Social Prescribing for All (SP4ALL): increasing diversity in cultural and natural social prescribing programmes through shared training
Professor David Sheffield, University of Derby
Our project will ensure more inclusivity in social prescribing by sharing skills and knowledge between experienced practitioners and trainees from ethnic minority communities.
Piloting the work will enable us to develop a handbook of good practice, which will also be presented at a virtual conference.
Scaling-up Human Henge: using prehistoric cultural heritage sites to enhance mental health well-being in marginalized communities
Professor Timothy Darvill, Bournemouth University
Making ancient monuments and landscapes work to enhance the mental health wellbeing of present-day communities not only gives meaning to the past but also hope for the future.
Through this project we will use aspects of our rich prehistoric heritage to co-create innovative approaches to social prescribing through cultural heritage therapy programmes.
Branching Out: tackling mental health disparities in schools with community artscapers
Professor Nicola Walshe, UCL
This project aims to determine how successful elements from an established programme can be expanded from school-based approaches reaching small numbers of children to whole communities.
The programme supports children’s mental health through art-in-nature-based practice.
We will do this by adding capacity through engaging community-based volunteers in schools (community artscapers).
Arts for the Blues: towards integrating the use of the arts in healthcare and cultural settings to tackle depression and improve wellbeing in the north-west
Professor Vicky Karkou, Edge Hill University
This project involves developing a strategy for the integration in healthcare and cultural settings of the ‘Arts for the Blues’ model.
This is a creative group therapy for adults and children:
- with depression
- with low mood
- with anxiety
- who find it difficult to talk about their problems.
It will be adapted to support spread and adoption in the north-west of England.
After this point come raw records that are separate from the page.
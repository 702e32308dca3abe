use std::path::PathBuf;

use clap::Parser;

use mixtrail_core::config::Config;

/// Mixtrail — real-time CoinJoin detection and forward tracing with a
/// REST API over a property-graph store.
#[derive(Parser)]
#[command(version, about)]
pub struct Cli {
    /// Path to the TOML configuration file. Without it, documented
    /// defaults apply.
    #[arg(long, env = "MIXTRAIL_CONFIG")]
    pub config: Option<PathBuf>,

    /// Block-explorer base URL (overrides the config file).
    #[arg(long, env = "MIXTRAIL_EXPLORER_URL")]
    pub explorer_url: Option<String>,

    /// Graph store HTTP URI (overrides the config file).
    #[arg(long, env = "MIXTRAIL_STORE_URI")]
    pub store_uri: Option<String>,

    /// Graph store username.
    #[arg(long, env = "MIXTRAIL_STORE_USER")]
    pub store_user: Option<String>,

    /// Graph store password.
    #[arg(long, env = "MIXTRAIL_STORE_PASS")]
    pub store_pass: Option<String>,

    /// Address to bind the web server to.
    #[arg(long)]
    pub bind: Option<String>,

    /// Port to listen on.
    #[arg(long)]
    pub port: Option<u16>,

    /// Start the mempool monitor immediately instead of waiting for
    /// `POST /api/v1/monitoring/start`.
    #[arg(long)]
    pub monitor: bool,
}

impl Cli {
    /// Overlay explicit CLI/env values onto the loaded configuration.
    pub fn apply(&self, config: &mut Config) {
        if let Some(url) = &self.explorer_url {
            config.explorer.base_url = url.clone();
        }
        if let Some(uri) = &self.store_uri {
            config.store.uri = uri.clone();
        }
        if let Some(user) = &self.store_user {
            config.store.user = Some(user.clone());
        }
        if let Some(pass) = &self.store_pass {
            config.store.pass = Some(pass.clone());
        }
        if let Some(bind) = &self.bind {
            config.server.bind = bind.clone();
        }
        if let Some(port) = self.port {
            config.server.port = port;
        }
    }
}
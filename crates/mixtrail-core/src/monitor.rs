//! Mempool ingestion loop.
//!
//! A single long-running task polls the explorer's mempool id-set, diffs
//! it against the previous snapshot, and pushes new candidates through a
//! bounded worker pool: fetch body, classify, and on a positive verdict
//! run the forward tracer. When the pool is saturated, candidates are
//! dropped and counted; correctness is unaffected because an id keeps
//! re-appearing in mempool snapshots until it confirms or is evicted.

use std::collections::HashSet;
use std::sync::atomic::{AtomicBool, AtomicU64, Ordering};
use std::sync::{Arc, Mutex};
use std::time::{Duration, SystemTime, UNIX_EPOCH};

use bitcoin::Txid;
use serde::Serialize;
use tokio::sync::{watch, Semaphore};
use tokio::time::MissedTickBehavior;
use tracing::{debug, info, warn};

use crate::cache::TxCache;
use crate::config::MonitorConfig;
use crate::detect::Classifier;
use crate::explorer::Explorer;
use crate::store::GraphStore;
use crate::trace::Tracer;
use crate::types::TraceLimits;

// ==============================================================================
// Status
// ==============================================================================

#[derive(Debug, Clone, Serialize)]
pub struct MonitorStatus {
    pub running: bool,
    pub processed: u64,
    pub positive: u64,
    pub dropped: u64,
    pub upstream_failures: u64,
    pub last_tick_unix_ms: Option<u64>,
    pub last_error: Option<String>,
}

#[derive(Default)]
struct MonitorStats {
    running: AtomicBool,
    processed: AtomicU64,
    positive: AtomicU64,
    dropped: AtomicU64,
    upstream_failures: AtomicU64,
    /// Milliseconds since the epoch; 0 means no tick has completed yet.
    last_tick_unix_ms: AtomicU64,
    last_error: Mutex<Option<String>>,
}

impl MonitorStats {
    fn record_error(&self, message: String) {
        *self.last_error.lock().expect("stats lock") = Some(message);
    }
}

// ==============================================================================
// Monitor
// ==============================================================================

struct Inner {
    explorer: Arc<dyn Explorer>,
    cache: Arc<TxCache>,
    classifier: Arc<Classifier>,
    store: Arc<dyn GraphStore>,
    trace_limits: TraceLimits,
    fetch_concurrency: usize,
    tick_interval: Duration,
    workers: Arc<Semaphore>,
    stats: MonitorStats,
}

/// Background mempool monitor with `start` / `stop` / `status`.
///
/// `last_seen` is owned by the loop task and mutated only there; the
/// worker pool drains asynchronously while the loop moves on to the next
/// tick.
pub struct MempoolMonitor {
    inner: Arc<Inner>,
    stop_tx: Mutex<Option<watch::Sender<bool>>>,
}

impl MempoolMonitor {
    pub fn new(
        explorer: Arc<dyn Explorer>,
        cache: Arc<TxCache>,
        classifier: Arc<Classifier>,
        store: Arc<dyn GraphStore>,
        trace_limits: TraceLimits,
        fetch_concurrency: usize,
        config: &MonitorConfig,
    ) -> Self {
        Self {
            inner: Arc::new(Inner {
                explorer,
                cache,
                classifier,
                store,
                trace_limits,
                fetch_concurrency,
                tick_interval: Duration::from_millis(config.tick_interval_ms),
                workers: Arc::new(Semaphore::new(config.workers)),
                stats: MonitorStats::default(),
            }),
            stop_tx: Mutex::new(None),
        }
    }

    /// Spawn the loop. Returns `false` when it is already running.
    pub fn start(&self) -> bool {
        let mut guard = self.stop_tx.lock().expect("monitor lock");
        if guard.is_some() {
            return false;
        }

        let (stop_tx, stop_rx) = watch::channel(false);
        *guard = Some(stop_tx);
        self.inner.stats.running.store(true, Ordering::SeqCst);

        let inner = Arc::clone(&self.inner);
        tokio::spawn(run_loop(inner, stop_rx));
        true
    }

    /// Signal the loop to stop between ticks. In-flight workers drain.
    /// Returns `false` when it was not running.
    pub fn stop(&self) -> bool {
        let mut guard = self.stop_tx.lock().expect("monitor lock");
        match guard.take() {
            Some(stop_tx) => {
                let _ = stop_tx.send(true);
                // Reflect intent immediately; a restart may overlap the
                // old loop's unwinding otherwise.
                self.inner.stats.running.store(false, Ordering::SeqCst);
                true
            }
            None => false,
        }
    }

    pub fn status(&self) -> MonitorStatus {
        let stats = &self.inner.stats;
        let last_tick = stats.last_tick_unix_ms.load(Ordering::Relaxed);
        MonitorStatus {
            running: stats.running.load(Ordering::SeqCst),
            processed: stats.processed.load(Ordering::Relaxed),
            positive: stats.positive.load(Ordering::Relaxed),
            dropped: stats.dropped.load(Ordering::Relaxed),
            upstream_failures: stats.upstream_failures.load(Ordering::Relaxed),
            last_tick_unix_ms: (last_tick > 0).then_some(last_tick),
            last_error: stats.last_error.lock().expect("stats lock").clone(),
        }
    }
}

// ==============================================================================
// Loop
// ==============================================================================

async fn run_loop(inner: Arc<Inner>, mut stop_rx: watch::Receiver<bool>) {
    let mut interval = tokio::time::interval(inner.tick_interval);
    interval.set_missed_tick_behavior(MissedTickBehavior::Delay);
    let mut last_seen: HashSet<Txid> = HashSet::new();
    info!(tick_ms = inner.tick_interval.as_millis() as u64, "mempool monitor started");

    loop {
        tokio::select! {
            changed = stop_rx.changed() => {
                if changed.is_err() || *stop_rx.borrow() {
                    break;
                }
            }
            _ = interval.tick() => {
                tick(&inner, &mut last_seen).await;
            }
        }
    }

    info!("mempool monitor stopped");
}

async fn tick(inner: &Arc<Inner>, last_seen: &mut HashSet<Txid>) {
    let current = match inner.explorer.get_mempool_txids().await {
        Ok(current) => current,
        Err(err) => {
            warn!(error = %err, "mempool snapshot failed");
            inner.stats.upstream_failures.fetch_add(1, Ordering::Relaxed);
            inner.stats.record_error(err.to_string());
            return;
        }
    };

    let new_txids: Vec<Txid> = current.difference(last_seen).copied().collect();
    debug!(
        mempool = current.len(),
        new = new_txids.len(),
        "mempool tick"
    );

    for txid in new_txids {
        match Arc::clone(&inner.workers).try_acquire_owned() {
            Ok(permit) => {
                let inner = Arc::clone(inner);
                tokio::spawn(async move {
                    process_candidate(&inner, txid).await;
                    drop(permit);
                });
            }
            Err(_) => {
                // Pool saturated: drop and count. The id re-appears in the
                // next snapshot as long as it stays unconfirmed.
                inner.stats.dropped.fetch_add(1, Ordering::Relaxed);
            }
        }
    }

    // The snapshot is replaced once this tick's submissions are
    // dispatched; the pool drains on its own.
    *last_seen = current;
    inner.stats.last_tick_unix_ms.store(unix_ms(), Ordering::Relaxed);
}

async fn process_candidate(inner: &Inner, txid: Txid) {
    let tx = if let Some(tx) = inner.cache.get_tx(&txid).await {
        tx
    } else {
        match inner.explorer.get_tx(&txid).await {
            Ok(tx) => {
                inner.cache.insert_tx(tx.clone()).await;
                tx
            }
            Err(err) => {
                // Mempool churn makes vanishing candidates routine.
                debug!(%txid, error = %err, "candidate body fetch failed");
                inner.stats.upstream_failures.fetch_add(1, Ordering::Relaxed);
                inner.stats.record_error(err.to_string());
                return;
            }
        }
    };

    let verdict = inner.classifier.classify(&tx);
    inner.stats.processed.fetch_add(1, Ordering::Relaxed);
    if !verdict.is_coinjoin {
        return;
    }

    inner.stats.positive.fetch_add(1, Ordering::Relaxed);
    info!(
        %txid,
        method = %verdict.detection_method,
        score = verdict.score,
        "coinjoin detected in mempool"
    );

    let tracer = Tracer::new(
        inner.explorer.as_ref(),
        &inner.cache,
        &inner.classifier,
        inner.store.as_ref(),
        inner.trace_limits.clone(),
        inner.fetch_concurrency,
    );
    match tracer.trace_tx(txid).await {
        Ok(investigation) => {
            debug!(
                %txid,
                nodes = investigation.meta.node_count,
                termination = ?investigation.meta.termination,
                "trace complete"
            );
        }
        Err(err) => {
            // A failed trace never stops the monitor.
            warn!(%txid, error = %err, "trace failed");
            inner.stats.record_error(err.to_string());
        }
    }
}

fn unix_ms() -> u64 {
    SystemTime::now()
        .duration_since(UNIX_EPOCH)
        .map(|d| d.as_millis() as u64)
        .unwrap_or(0)
}

// ==============================================================================
// Tests
// ==============================================================================

#[cfg(test)]
mod tests {
    use super::*;
    use crate::config::ClassifierConfig;
    use crate::explorer::mock::MockExplorer;
    use crate::store::mock::MemoryStore;
    use crate::test_util::{payment_tx, txid_from_byte, whirlpool_tx};

    fn monitor_with(explorer: MockExplorer, config: &MonitorConfig) -> MempoolMonitor {
        MempoolMonitor::new(
            Arc::new(explorer),
            Arc::new(TxCache::new()),
            Arc::new(Classifier::new(ClassifierConfig::default(), None)),
            Arc::new(MemoryStore::new()),
            TraceLimits::default(),
            2,
            config,
        )
    }

    async fn drain_ticks(ticks: u32, interval_ms: u64) {
        tokio::time::sleep(Duration::from_millis(interval_ms * u64::from(ticks) + 5)).await;
    }

    #[tokio::test(start_paused = true)]
    async fn diffs_successive_snapshots() {
        let cj = whirlpool_tx(txid_from_byte(1), 5, 1_000_000);
        let payment = payment_tx(txid_from_byte(2), txid_from_byte(9), "bc1qa", "bc1qb", 10_000);
        let explorer = MockExplorer::builder()
            .with_tx(cj)
            .with_tx(payment)
            .with_mempool_snapshot([txid_from_byte(1)])
            .with_mempool_snapshot([txid_from_byte(1), txid_from_byte(2)])
            .build();
        let config = MonitorConfig {
            tick_interval_ms: 50,
            workers: 4,
        };
        let monitor = monitor_with(explorer, &config);

        assert!(monitor.start());
        drain_ticks(5, 50).await;
        monitor.stop();
        drain_ticks(2, 50).await;

        let status = monitor.status();
        // txid 1 is new on the first tick, txid 2 on the second; neither
        // is reprocessed on later ticks.
        assert_eq!(status.processed, 2);
        assert_eq!(status.positive, 1);
        assert_eq!(status.dropped, 0);
        assert!(status.last_tick_unix_ms.is_some());
        assert!(!status.running);
    }

    #[tokio::test(start_paused = true)]
    async fn start_is_idempotent_and_stop_reports_state() {
        let explorer = MockExplorer::builder().build();
        let config = MonitorConfig {
            tick_interval_ms: 50,
            workers: 1,
        };
        let monitor = monitor_with(explorer, &config);

        assert!(!monitor.stop(), "stop before start is a no-op");
        assert!(monitor.start());
        assert!(!monitor.start(), "second start is rejected");
        assert!(monitor.status().running);

        assert!(monitor.stop());
        drain_ticks(2, 50).await;
        assert!(!monitor.status().running);

        // A stopped monitor can be started again.
        assert!(monitor.start());
        monitor.stop();
    }

    #[tokio::test(start_paused = true)]
    async fn saturated_pool_drops_and_counts() {
        let explorer = MockExplorer::builder()
            .with_mempool_snapshot([txid_from_byte(1), txid_from_byte(2), txid_from_byte(3)])
            .build();
        let config = MonitorConfig {
            tick_interval_ms: 50,
            // No capacity at all: every candidate is dropped.
            workers: 0,
        };
        let monitor = monitor_with(explorer, &config);

        assert!(monitor.start());
        drain_ticks(2, 50).await;
        monitor.stop();
        drain_ticks(1, 50).await;

        let status = monitor.status();
        assert_eq!(status.processed, 0);
        assert_eq!(status.dropped, 3, "each new id is dropped exactly once");
    }

    #[tokio::test(start_paused = true)]
    async fn snapshot_failure_is_counted_not_fatal() {
        // No snapshots registered: the mock returns an empty set, so use
        // an unavailable body instead to exercise the failure counters.
        let explorer = MockExplorer::builder()
            .with_mempool_snapshot([txid_from_byte(7)])
            .with_unavailable_tx(txid_from_byte(7))
            .build();
        let config = MonitorConfig {
            tick_interval_ms: 50,
            workers: 2,
        };
        let monitor = monitor_with(explorer, &config);

        assert!(monitor.start());
        drain_ticks(3, 50).await;
        monitor.stop();
        drain_ticks(1, 50).await;

        let status = monitor.status();
        assert_eq!(status.processed, 0);
        assert!(status.upstream_failures >= 1);
        assert!(status.last_error.is_some());
        // The loop survived the failure and kept ticking.
        assert!(status.last_tick_unix_ms.is_some());
    }
}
Connecting Roots: co-creating a green social prescribing network in Walsall for health and wellbeing
Dr Qian Sun, Royal College of Art
Connecting Roots will co-create a green social prescribing network that enables collaborative working of:
- voluntary, community and social enterprises
- local authorities
- primary care
- funding bodies
The goal is to create a more integrated care system to increase the chance of success in scaling nature-based activities for health and wellbeing.
Scaling Up Inspiring Ashfield: extending place-based social prescribing support across mid-Nottinghamshire
Professor Clifford Stevenson, Nottingham Trent University
Inspiring Ashfield is an initiative designed to support social prescribing in the Ashfield area.
It will do this by providing a bespoke calendar of events and activities to meet the needs of local residents suffering from:
- financial stress.
Our research project will document how the initiative enhances the benefits of social prescribing and will use this evidence to adapt the initiative to two further disadvantaged areas nearby.
The outcome will be to produce a toolkit of resources to help other deprived communities across the UK support their local social prescribing services in the aftermath of the pandemic.
Phoenix Takes Flight (PTF): exploring usability and scalability challenges with community-based health support via social prescribing
Dr Mahsa Honary, Lancaster University
This research will explore how community-based organisations delivering social prescribing initiatives can expand and grow within integrated care systems.
The project will draw upon a growing network of community partners delivering social prescribing in the north-west of England.
It will explore the benefits and challenges of delivering community-based health support for a wide range of participants.